> [Assignment] Output exactly, with nothing added, the entries from the first line through the line with "description: Experiments".

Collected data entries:

//! Anime catalog.
//!
//! Deliberately exposes the records only. Filtering and sorting belong to
//! whoever displays them.

use serde::{Deserialize, Serialize};

use crate::domain::AnimeRecord;

/// Ordered, read-only list of anime records
#[derive(Debug, Clone, Default, PartialEq, Serialize, Deserialize)]
#[serde(transparent)]
pub struct AnimeCatalog {
    items: Vec<AnimeRecord>,
}

impl AnimeCatalog {
    pub fn new(items: Vec<AnimeRecord>) -> Self {
        Self { items }
    }

    pub fn items(&self) -> &[AnimeRecord] {
        &self.items
    }

    pub fn len(&self) -> usize {
        self.items.len()
    }

    pub fn is_empty(&self) -> bool {
        self.items.is_empty()
    }
}

impl From<Vec<AnimeRecord>> for AnimeCatalog {
    fn from(items: Vec<AnimeRecord>) -> Self {
        Self::new(items)
    }
}
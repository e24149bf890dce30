//! Content File Integration Tests
//!
//! Tests for loading catalogs from YAML files and exporting JSON.

use std::path::Path;

use site_content::check::check;
use site_content::{ContentIssue, ProjectStatus, SiteContent, Theme};
use tempfile::TempDir;

fn write(dir: &Path, name: &str, body: &str) {
    std::fs::write(dir.join(name), body).unwrap();
}

const PROJECTS_YAML: &str = r#"
- id: site
  title: Personal Site
  description: The site itself
  category: web
  techStack: [Astro, Rust]
  status: completed
  startDate: "2024-01-01"
  endDate: "2024-06-30"
  featured: true
- id: shader-lab
  title: Shader Lab
  description: Experiments
  category: graphics
  techStack: [HLSL, Rust]
  status: in-progress
  startDate: "2025-02-01"
  tags: [Shader]
"#;

#[tokio::test]
async fn test_load_falls_back_per_file() {
    let temp = TempDir::new().unwrap();
    write(temp.path(), "projects.yaml", PROJECTS_YAML);

    let content = SiteContent::load(Some(temp.path())).await.unwrap();
    let builtin = SiteContent::builtin();

    // Projects come from the file, the rest is builtin
    assert_eq!(content.projects.len(), 2);
    assert_eq!(content.favicons, builtin.favicons);
    assert_eq!(content.anime, builtin.anime);

    let stats = content.projects.stats();
    assert_eq!(stats.total, 2);
    assert_eq!(stats.by_status.completed, 1);
    assert_eq!(stats.by_status.in_progress, 1);
    assert_eq!(stats.by_status.planned, 0);

    assert_eq!(content.projects.all_tech_stack(), vec!["Astro", "HLSL", "Rust"]);
    assert_eq!(content.projects.featured().len(), 1);
    assert_eq!(
        content.projects.get("shader-lab").map(|p| p.status),
        Some(ProjectStatus::InProgress)
    );
}

#[tokio::test]
async fn test_load_favicons_file() {
    let temp = TempDir::new().unwrap();
    write(
        temp.path(),
        "favicons.yaml",
        r#"
- src: /favicon/light-32.png
  theme: light
  sizes: 32x32
- src: /favicon/dark-32.png
  theme: dark
  sizes: 32x32
- src: /favicon/light-128.png
  theme: light
  sizes: 128x128
"#,
    );

    let content = SiteContent::load(Some(temp.path())).await.unwrap();

    let light: Vec<_> = content
        .favicons
        .for_theme(Theme::Light)
        .into_iter()
        .map(|f| f.sizes.as_str())
        .collect();
    assert_eq!(light, vec!["32x32", "128x128"]);
}

#[tokio::test]
async fn test_malformed_file_is_an_error() {
    let temp = TempDir::new().unwrap();
    write(
        temp.path(),
        "anime.yaml",
        "- title: Missing fields\n  status: binge\n",
    );

    let err = SiteContent::load(Some(temp.path())).await.unwrap_err();
    assert!(err.to_string().contains("anime.yaml"));
}

#[tokio::test]
async fn test_loaded_data_is_checked_not_rejected() {
    let temp = TempDir::new().unwrap();
    write(
        temp.path(),
        "anime.yaml",
        r#"
- title: Overwatched
  status: watching
  rating: 7.5
  cover: /assets/anime/x.webp
  episodes: 12 episodes
  year: "2024"
  season: "1"
  genre: [Drama]
  studio: Studio
  link: https://example.com/x
  progress: 15
  totalEpisodes: 12
  startDate: "2024-04"
  endDate: "2024-06"
"#,
    );

    // Loading tolerates the bad entry
    let content = SiteContent::load(Some(temp.path())).await.unwrap();
    assert_eq!(content.anime.len(), 1);

    assert_eq!(
        check(&content),
        vec![ContentIssue::ProgressExceedsTotal {
            title: "Overwatched".to_string(),
            progress: 15,
            total: 12,
        }]
    );
}

#[tokio::test]
async fn test_export_writes_all_views() {
    let temp = TempDir::new().unwrap();
    let out = temp.path().join("public").join("data");

    let written = SiteContent::builtin().export(&out).await.unwrap();

    let names: Vec<_> = written
        .iter()
        .map(|p| p.file_name().unwrap().to_string_lossy().into_owned())
        .collect();
    assert_eq!(
        names,
        vec![
            "favicons.json",
            "anime.json",
            "projects.json",
            "project-stats.json",
            "tech-stack.json",
        ]
    );

    let stats: serde_json::Value =
        serde_json::from_str(&std::fs::read_to_string(out.join("project-stats.json")).unwrap())
            .unwrap();
    assert_eq!(
        stats,
        serde_json::json!({
            "total": 3,
            "byStatus": { "completed": 0, "inProgress": 1, "planned": 2 }
        })
    );

    let projects: serde_json::Value =
        serde_json::from_str(&std::fs::read_to_string(out.join("projects.json")).unwrap())
            .unwrap();
    assert_eq!(projects[0]["id"], "PsyGoose-blog");
    assert_eq!(projects[0]["status"], "in-progress");
    assert_eq!(projects[0]["featured"], true);
    assert_eq!(projects[0]["visitUrl"], "https://psygooseblog.vercel.app/");
    assert!(projects[1].get("featured").is_none());
}

#[tokio::test]
async fn test_exported_catalogs_load_back() {
    let temp = TempDir::new().unwrap();
    let original = SiteContent::builtin();
    original.export(temp.path()).await.unwrap();

    // JSON is valid YAML, so an export can seed a content directory
    for (from, to) in [
        ("favicons.json", "favicons.yaml"),
        ("anime.json", "anime.yaml"),
        ("projects.json", "projects.yaml"),
    ] {
        std::fs::rename(temp.path().join(from), temp.path().join(to)).unwrap();
    }

    let loaded = SiteContent::load(Some(temp.path())).await.unwrap();
    assert_eq!(loaded, original);
}
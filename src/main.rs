use std::process::ExitCode;

use clap::Parser;
use sketchfe::{cli, logger};

fn main() -> ExitCode {
    let args = cli::CliArgs::parse();

    // Initialize session log (overwrites previous session log)
    logger::echo_to_stderr(args.verbose);
    logger::init();

    cli::run(args)
}
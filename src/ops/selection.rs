// ============================================================================
// SELECTION — lasso lift, move/resize handles, commit and cancel
// ============================================================================

use egui::{Pos2, Vec2};
use image::Rgba;

use crate::canvas::{CanvasState, Layer, LayerId, Surface};
use crate::components::history::HistoryManager;
use crate::components::tools::rasterize_polygon;

/// Half-extent of a corner handle's hit box, in raster pixels.
pub const HANDLE_SIZE: f32 = 8.0;

/// A lasso whose bounding box is this thin (or thinner) lifts nothing.
const MIN_LIFT_EXTENT: u32 = 2;

#[derive(Clone, Copy, Debug, PartialEq, Eq)]
pub enum DragMode {
    Move,
    TopLeft,
    TopRight,
    BottomRight,
    BottomLeft,
}

/// Floating pixels lifted from a layer (or pasted), placed at a rectangle
/// that may be moved and resized before being drawn back.
#[derive(Clone, Debug)]
pub struct Selection {
    pub pixels: Surface,
    pub x: f32,
    pub y: f32,
    pub w: f32,
    pub h: f32,
    /// Layer the pixels came from (the active layer for pastes).
    pub source: LayerId,
    pub from_reference: bool,
}

impl Selection {
    /// Corner handle centres in hit-test order: tl, tr, br, bl.
    pub fn handles(&self) -> [(DragMode, Pos2); 4] {
        let (x0, y0) = (self.x, self.y);
        let (x1, y1) = (self.x + self.w, self.y + self.h);
        [
            (DragMode::TopLeft, Pos2::new(x0, y0)),
            (DragMode::TopRight, Pos2::new(x1, y0)),
            (DragMode::BottomRight, Pos2::new(x1, y1)),
            (DragMode::BottomLeft, Pos2::new(x0, y1)),
        ]
    }

    /// Corner handles win over the interior; the interior test is strict.
    pub fn hit_test(&self, p: Pos2) -> Option<DragMode> {
        for (mode, c) in self.handles() {
            if (p.x - c.x).abs() <= HANDLE_SIZE && (p.y - c.y).abs() <= HANDLE_SIZE {
                return Some(mode);
            }
        }
        let inside = p.x > self.x && p.x < self.x + self.w && p.y > self.y && p.y < self.y + self.h;
        inside.then_some(DragMode::Move)
    }

    /// Apply one drag step.  The rectangle always stays inside
    /// `[0, width] × [0, height]` and never shrinks below one pixel.
    pub fn drag_to(&mut self, mode: DragMode, p: Pos2, offset: Vec2, width: u32, height: u32) {
        let (bw, bh) = (width as f32, height as f32);
        let (ox, oy, ow, oh) = (self.x, self.y, self.w, self.h);
        match mode {
            DragMode::Move => {
                self.x = clamp_range(p.x - offset.x, 0.0, bw - ow);
                self.y = clamp_range(p.y - offset.y, 0.0, bh - oh);
            }
            DragMode::TopLeft => {
                let nx = clamp_range(p.x, 0.0, ox + ow - 1.0);
                let ny = clamp_range(p.y, 0.0, oy + oh - 1.0);
                self.w = ox + ow - nx;
                self.h = oy + oh - ny;
                self.x = nx;
                self.y = ny;
            }
            DragMode::TopRight => {
                let nx = clamp_range(p.x, ox + 1.0, bw);
                let ny = clamp_range(p.y, 0.0, oy + oh - 1.0);
                self.w = nx - ox;
                self.h = oy + oh - ny;
                self.y = ny;
            }
            DragMode::BottomRight => {
                let nx = clamp_range(p.x, ox + 1.0, bw);
                let ny = clamp_range(p.y, oy + 1.0, bh);
                self.w = nx - ox;
                self.h = ny - oy;
            }
            DragMode::BottomLeft => {
                let nx = clamp_range(p.x, 0.0, ox + ow - 1.0);
                let ny = clamp_range(p.y, oy + 1.0, bh);
                self.w = ox + ow - nx;
                self.h = ny - oy;
                self.x = nx;
            }
        }
    }

    /// Integer placement used when drawing the pixels back.
    pub fn placement(&self) -> (i32, i32, u32, u32) {
        (
            self.x.round() as i32,
            self.y.round() as i32,
            self.w.round().max(1.0) as u32,
            self.h.round().max(1.0) as u32,
        )
    }

    /// Draw the floating pixels onto `target` at the current rectangle.
    pub fn draw_onto(&self, target: &mut Surface) {
        let (x, y, w, h) = self.placement();
        target.draw_surface(&self.pixels, x, y, w, h, 1.0);
    }
}

/// `f32::clamp` without the panic when rounding leaves `lo > hi`.
fn clamp_range(v: f32, lo: f32, hi: f32) -> f32 {
    v.max(lo).min(hi)
}

/// Cut the pixels inside the closed lasso `points` out of `layer`.
///
/// The bounding box is floored and clipped to the canvas; a box two pixels
/// wide or tall (or less) lifts nothing.  Pixels copied into the selection
/// are exactly the ones cleared on the layer.
pub fn lift(layer: &mut Layer, points: &[Pos2]) -> Option<Selection> {
    let (width, height) = (layer.pixels.width(), layer.pixels.height());
    let first = *points.first()?;
    let (min, max) = points.iter().fold((first, first), |(lo, hi), p| {
        (Pos2::new(lo.x.min(p.x), lo.y.min(p.y)), Pos2::new(hi.x.max(p.x), hi.y.max(p.y)))
    });
    let x0 = (min.x.max(0.0) as u32).min(width);
    let y0 = (min.y.max(0.0) as u32).min(height);
    let x1 = (max.x.max(0.0) as u32).min(width);
    let y1 = (max.y.max(0.0) as u32).min(height);
    let (bw, bh) = (x1.saturating_sub(x0), y1.saturating_sub(y0));
    if bw <= MIN_LIFT_EXTENT || bh <= MIN_LIFT_EXTENT {
        return None;
    }

    let mask = rasterize_polygon(points, width, height)?;
    let mut pixels = Surface::new(bw, bh);
    for gy in y0..y1 {
        for gx in x0..x1 {
            if mask.coverage(gx, gy) == 0 {
                continue;
            }
            let px = *layer.pixels.get_pixel(gx, gy);
            if px[3] == 0 {
                continue;
            }
            pixels.put_pixel(gx - x0, gy - y0, px);
            layer.pixels.put_pixel(gx, gy, Rgba([0, 0, 0, 0]));
        }
    }

    Some(Selection {
        pixels,
        x: x0 as f32,
        y: y0 as f32,
        w: bw as f32,
        h: bh as f32,
        source: layer.id,
        from_reference: layer.is_reference,
    })
}

// ============================================================================
// ENGINE
// ============================================================================

/// The selection tool's state: an in-progress lasso, at most one floating
/// selection, its active drag, and the source layer's pixels from before
/// the lift.
#[derive(Default)]
pub struct SelectionEngine {
    selection: Option<Selection>,
    lasso: Vec<Pos2>,
    lassoing: bool,
    drag: Option<(DragMode, Vec2)>,
    before_lift: Option<(LayerId, Surface)>,
}

impl SelectionEngine {
    pub fn selection(&self) -> Option<&Selection> {
        self.selection.as_ref()
    }

    pub fn has_selection(&self) -> bool {
        self.selection.is_some()
    }

    pub fn is_lassoing(&self) -> bool {
        self.lassoing
    }

    pub fn is_dragging(&self) -> bool {
        self.drag.is_some()
    }

    pub fn drag_mode(&self) -> Option<DragMode> {
        self.drag.map(|(m, _)| m)
    }

    pub fn lasso_points(&self) -> &[Pos2] {
        &self.lasso
    }

    // ---- lasso --------------------------------------------------------------

    /// Start tracing a lasso on `layer`, remembering its pixels so a cancel
    /// can put them back.
    pub fn begin_lasso(&mut self, layer: &Layer, p: Pos2) {
        self.before_lift = Some((layer.id, layer.pixels.clone()));
        self.lasso.clear();
        self.lasso.push(p);
        self.lassoing = true;
    }

    pub fn extend_lasso(&mut self, p: Pos2) {
        if self.lassoing {
            self.lasso.push(p);
        }
    }

    /// Close the lasso at `p` and lift from `layer`.  On success the new
    /// selection is immediately dragged (moved) from `p`.
    pub fn finish_lasso(&mut self, layer: &mut Layer, p: Pos2) -> bool {
        if !self.lassoing {
            return false;
        }
        self.lassoing = false;
        let points = std::mem::take(&mut self.lasso);
        match lift(layer, &points) {
            Some(sel) => {
                self.drag = Some((DragMode::Move, p - Pos2::new(sel.x, sel.y)));
                self.selection = Some(sel);
                true
            }
            None => {
                self.before_lift = None;
                false
            }
        }
    }

    // ---- handles ------------------------------------------------------------

    /// Press on the floating selection.  Misses do nothing.
    pub fn press(&mut self, p: Pos2) -> bool {
        let Some(sel) = &self.selection else {
            return false;
        };
        match sel.hit_test(p) {
            Some(mode) => {
                self.drag = Some((mode, p - Pos2::new(sel.x, sel.y)));
                true
            }
            None => false,
        }
    }

    pub fn drag(&mut self, p: Pos2, width: u32, height: u32) {
        if let Some((mode, offset)) = self.drag
            && let Some(sel) = &mut self.selection
        {
            sel.drag_to(mode, p, offset, width, height);
        }
    }

    pub fn release(&mut self) {
        self.drag = None;
    }

    // ---- paste --------------------------------------------------------------

    /// Float `pixels` centred on `at` (clamped inside the canvas) over
    /// `target`, already being moved.
    pub fn paste(&mut self, pixels: Surface, at: Pos2, target: LayerId, width: u32, height: u32) {
        let (w, h) = (pixels.width() as f32, pixels.height() as f32);
        let x = clamp_range(at.x - w / 2.0, 0.0, width as f32 - w);
        let y = clamp_range(at.y - h / 2.0, 0.0, height as f32 - h);
        self.drag = Some((DragMode::Move, at - Pos2::new(x, y)));
        self.selection = Some(Selection {
            pixels,
            x,
            y,
            w,
            h,
            source: target,
            from_reference: false,
        });
    }

    // ---- commit / cancel ----------------------------------------------------

    /// Draw the floating pixels back.  A selection lifted from a reference
    /// layer returns to it, and is dropped if that layer is gone; anything
    /// else lands on the active layer.
    ///
    /// The lifted layer's pre-lift pixels go into history, so a single undo
    /// reverts the whole cut-and-move.  Returns the layer drawn onto.
    pub fn commit(&mut self, canvas: &mut CanvasState, history: &mut HistoryManager) -> Option<LayerId> {
        let sel = self.selection.take()?;
        self.drag = None;
        let before = self.before_lift.take();

        let dest_id = if sel.from_reference {
            canvas.layer(sel.source)?.id
        } else {
            canvas.active_id()?
        };

        let mut recorded = None;
        if let Some((src_id, pixels)) = before
            && canvas.layer(src_id).is_some_and(|l| !l.is_reference)
        {
            history.record(src_id, pixels);
            recorded = Some(src_id);
        }

        let dest = canvas.layer_mut(dest_id)?;
        if !dest.is_reference && recorded != Some(dest_id) {
            history.snapshot(dest);
        }
        sel.draw_onto(&mut dest.pixels);
        Some(dest_id)
    }

    /// Forget everything tied to a deleted layer: a reference selection
    /// lifted from it is dropped, and its pre-lift pixels are released.
    /// Returns whether the floating selection went away.
    pub fn forget_layer(&mut self, id: LayerId) -> bool {
        if self.before_lift.as_ref().is_some_and(|(src, _)| *src == id) {
            self.before_lift = None;
            self.lasso.clear();
            self.lassoing = false;
        }
        if self.selection.as_ref().is_some_and(|s| s.from_reference && s.source == id) {
            self.selection = None;
            self.drag = None;
            return true;
        }
        false
    }

    /// Drop the floating selection and restore the lifted layer's pixels.
    /// Pasted selections are simply discarded.
    pub fn cancel(&mut self, canvas: &mut CanvasState) -> Option<LayerId> {
        let sel = self.selection.take();
        self.drag = None;
        self.lasso.clear();
        self.lassoing = false;
        let (id, pixels) = self.before_lift.take()?;
        let target = sel.map(|s| s.source).unwrap_or(id);
        let layer = canvas.layer_mut(target)?;
        layer.pixels = pixels;
        Some(target)
    }

    /// Forget an unfinished lasso; the layer was never touched.
    pub fn abandon_lasso(&mut self) {
        if self.lassoing {
            self.lassoing = false;
            self.lasso.clear();
            if self.selection.is_none() {
                self.before_lift = None;
            }
        }
    }
}
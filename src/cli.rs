// ============================================================================
// SketchFE CLI — headless editing sessions driven by Rhai scripts
// ============================================================================
//
// Usage examples:
//   sketchfe --script strokes.rhai --output out.png
//   sketchfe -b photo.jpg -s lasso.rhai -o out.png
//   sketchfe -r "refs/*.png" -s trace.rhai -o out.png --config editor.json
//
// A session is created exactly as the interactive editor would, images are
// decoded into their layers, the script replays gestures and commands, and
// the white-backed composite is written as PNG.

use std::path::{Path, PathBuf};
use std::process::ExitCode;
use std::time::Instant;

use clap::Parser;

use crate::config::EditorConfig;
use crate::io::{ImageSource, write_bytes};
use crate::ops::scripting::ScriptRunner;
use crate::session::EditorSession;

// ============================================================================
// CLI argument definition (clap Derive)
// ============================================================================

/// SketchFE headless sketch editor.
#[derive(Parser, Debug)]
#[command(
    name = "sketchfe",
    about = "SketchFE headless layered sketch editor",
    long_about = "Create an editing session, replay a Rhai script of pointer gestures\n\
                  and layer commands against it, and export the result as PNG.\n\n\
                  Example:\n  \
                  sketchfe --base photo.jpg --script trace.rhai --output out.png"
)]
pub struct CliArgs {
    /// Rhai script to run against the session.
    /// If omitted, the loaded images are composited and exported as-is.
    #[arg(short, long, value_name = "SCRIPT.rhai")]
    pub script: Option<PathBuf>,

    /// Output PNG path.
    #[arg(short, long, value_name = "FILE")]
    pub output: PathBuf,

    /// Image decoded into the base layer (overrides the config file).
    #[arg(short, long, value_name = "IMAGE")]
    pub base: Option<PathBuf>,

    /// Reference image(s), each loaded into its own reference layer.
    /// Glob patterns accepted (e.g. "refs/*.png").
    #[arg(short, long, num_args = 1.., value_name = "IMAGE")]
    pub reference: Vec<String>,

    /// JSON editor configuration.
    #[arg(short, long, value_name = "FILE.json")]
    pub config: Option<PathBuf>,

    /// Print script console output, notices, and timing; mirror the log to stderr.
    #[arg(short, long)]
    pub verbose: bool,
}

// ============================================================================
// Public entry point
// ============================================================================

/// Run one headless session and return an OS exit code.
pub fn run(args: CliArgs) -> ExitCode {
    let start = Instant::now();
    match run_session(&args) {
        Ok(()) => {
            if args.verbose {
                println!(
                    "  → {} ({:.0}ms)",
                    args.output.display(),
                    start.elapsed().as_secs_f64() * 1000.0
                );
            }
            ExitCode::SUCCESS
        }
        Err(e) => {
            eprintln!("error: {}", e);
            log_err!("CLI run failed: {}", e);
            ExitCode::FAILURE
        }
    }
}

// ============================================================================
// Session pipeline
// ============================================================================

fn run_session(args: &CliArgs) -> Result<(), String> {
    // -- Step 1: Configure -----------------------------------------------
    let mut config = match &args.config {
        Some(path) => EditorConfig::load(path).map_err(|e| e.to_string())?,
        None => EditorConfig::default(),
    };
    if let Some(base) = &args.base {
        config.base_image = Some(base.clone());
    }

    let script_source = match &args.script {
        Some(path) => Some(
            std::fs::read_to_string(path)
                .map_err(|e| format!("could not read script '{}': {}", path.display(), e))?,
        ),
        None => None,
    };

    // -- Step 2: Load images ---------------------------------------------
    let mut session = EditorSession::create(&config);
    for path in resolve_inputs(&args.reference) {
        session.add_reference_image(ImageSource::Path(path));
    }
    let applied = session.wait_for_decodes();
    if args.verbose {
        println!("  loaded {} image(s) into {} layer(s)", applied, session.layers().len());
    }

    // -- Step 3: Run script (optional) -----------------------------------
    let runner = ScriptRunner::new(session);
    if let Some(src) = &script_source {
        let result = runner.run(src);
        if args.verbose {
            for line in runner.console_output() {
                println!("  [script] {}", line);
            }
            for notice in runner.with_session(|s| s.take_notices()) {
                println!("  [notice] {}", notice);
            }
        }
        result.map_err(|e| format!("script error: {}", e))?;
    }

    // -- Step 4: Export --------------------------------------------------
    let bytes = runner
        .with_session(|s| s.export_png())
        .map_err(|e| format!("export failed: {}", e))?;
    write_bytes(&args.output, &bytes).map_err(|e| format!("save failed: {}", e))?;
    Ok(())
}

// ============================================================================
// Helpers
// ============================================================================

/// Expand glob patterns and literal paths into a deduplicated, ordered list.
fn resolve_inputs(patterns: &[String]) -> Vec<PathBuf> {
    let mut result: Vec<PathBuf> = Vec::new();

    for pattern in patterns {
        let as_path = Path::new(pattern);

        if as_path.exists() {
            if !result.iter().any(|p| p.as_path() == as_path) {
                result.push(as_path.to_path_buf());
            }
            continue;
        }

        match glob::glob(pattern) {
            Ok(entries) => {
                let before = result.len();
                for entry in entries.flatten() {
                    if !result.contains(&entry) {
                        result.push(entry);
                    }
                }
                if result.len() == before {
                    log_warn!("Reference pattern '{}' matched no files", pattern);
                    eprintln!("warning: pattern '{}' matched no files.", pattern);
                }
            }
            Err(e) => {
                log_warn!("Invalid reference glob '{}': {}", pattern, e);
                eprintln!("warning: invalid glob '{}': {}", pattern, e);
            }
        }
    }

    result
}
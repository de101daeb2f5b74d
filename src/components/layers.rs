use crate::canvas::{CanvasState, LayerId};

/// One row of the layers panel.  Rows are listed top of the stack first.
#[derive(Clone, Debug, PartialEq)]
pub struct LayerRow {
    /// Stack index (0 = bottom).
    pub index: usize,
    pub id: LayerId,
    pub name: String,
    pub visible: bool,
    pub opacity: f32,
    pub is_reference: bool,
    pub active: bool,
    /// Highlighted as "not exported" (reference or hidden).
    pub flagged: bool,
}

pub fn layer_rows(canvas: &CanvasState) -> Vec<LayerRow> {
    canvas
        .layers
        .iter()
        .enumerate()
        .rev()
        .map(|(index, l)| LayerRow {
            index,
            id: l.id,
            name: l.name.clone(),
            visible: l.visible,
            opacity: l.opacity,
            is_reference: l.is_reference,
            active: index == canvas.active_layer_index,
            flagged: l.is_reference || !l.visible,
        })
        .collect()
}

/// State for drag-and-drop layer reordering.
#[derive(Default)]
pub struct LayersPanel {
    /// Display index currently being dragged (0 = topmost in UI).
    dragging_display_idx: Option<usize>,
}

impl LayersPanel {
    pub fn is_dragging(&self) -> bool {
        self.dragging_display_idx.is_some()
    }

    pub fn begin_drag(&mut self, display_idx: usize) {
        self.dragging_display_idx = Some(display_idx);
    }

    pub fn cancel_drag(&mut self) {
        self.dragging_display_idx = None;
    }

    /// Finish a drag over the row at `display_idx`, returning the
    /// `(src, dst)` stack indices to hand to [`CanvasState::drop_onto`].
    pub fn drop_on(&mut self, display_idx: usize, layer_count: usize) -> Option<(usize, usize)> {
        let src = self.dragging_display_idx.take()?;
        if src >= layer_count || display_idx >= layer_count || src == display_idx {
            return None;
        }
        Some((
            display_to_stack(src, layer_count),
            display_to_stack(display_idx, layer_count),
        ))
    }
}

fn display_to_stack(display_idx: usize, layer_count: usize) -> usize {
    layer_count - 1 - display_idx
}

#[cfg(test)]
mod tests {
    use super::*;

    #[test]
    fn rows_are_listed_top_first_with_flags() {
        let mut c = CanvasState::new(4, 4);
        let base = c.add_layer(Some("Base layer"));
        let _r = c.add_reference_layer("Reference");
        c.set_visible(base, false);
        let rows = layer_rows(&c);
        assert_eq!(rows[0].name, "Reference");
        assert!(rows[0].active && rows[0].flagged);
        assert_eq!(rows[1].index, 0);
        assert!(rows[1].flagged && !rows[1].active);
    }

    #[test]
    fn drop_translates_display_rows_to_stack_indices() {
        let mut panel = LayersPanel::default();
        panel.begin_drag(0);
        assert_eq!(panel.drop_on(2, 3), Some((2, 0)));
        assert!(!panel.is_dragging());
        panel.begin_drag(1);
        assert_eq!(panel.drop_on(1, 3), None);
    }
}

> [Written solution]
//! Anime catalog.
//!
//! Deliberately exposes the records only. Filtering and sorting belong to
//! whoever displays them.

use serde::{Deserialize, Serialize};

use crate::domain::AnimeRecord;

/// Ordered, read-only list of anime records
#[derive(Debug, Clone, Default, PartialEq, Serialize, Deserialize)]
#[serde(transparent)]
pub struct AnimeCatalog {
    items: Vec<AnimeRecord>,
}

impl AnimeCatalog {
    pub fn new(items: Vec<AnimeRecord>) -> Self {
        Self { items }
    }

    pub fn items(&self) -> &[AnimeRecord] {
        &self.items
    }

    pub fn len(&self) -> usize {
        self.items.len()
    }

    pub fn is_empty(&self) -> bool {
        self.items.is_empty()
    }
}

impl From<Vec<AnimeRecord>> for AnimeCatalog {
    fn from(items: Vec<AnimeRecord>) -> Self {
        Self::new(items)
    }
}
repository e24149bf890dce30
//! Content File Integration Tests
//!
//! Tests for loading catalogs from YAML files and exporting JSON.

use std::path::Path;

use site_content::check::check;
use site_content::{ContentIssue, ProjectStatus, SiteContent, Theme};
use tempfile::TempDir;

fn write(dir: &Path, name: &str, body: &str) {
    std::fs::write(dir.join(name), body).unwrap();
}

const PROJECTS_YAML: &str = r#"
- id: site
  title: Personal Site
  description: The site itself
  category: web
  techStack: [Astro, Rust]
  status: completed
  startDate: "2024-01-01"
  endDate: "2024-06-30"
  featured: true
- id: shader-lab
  title: Shader Lab
  description: Experiments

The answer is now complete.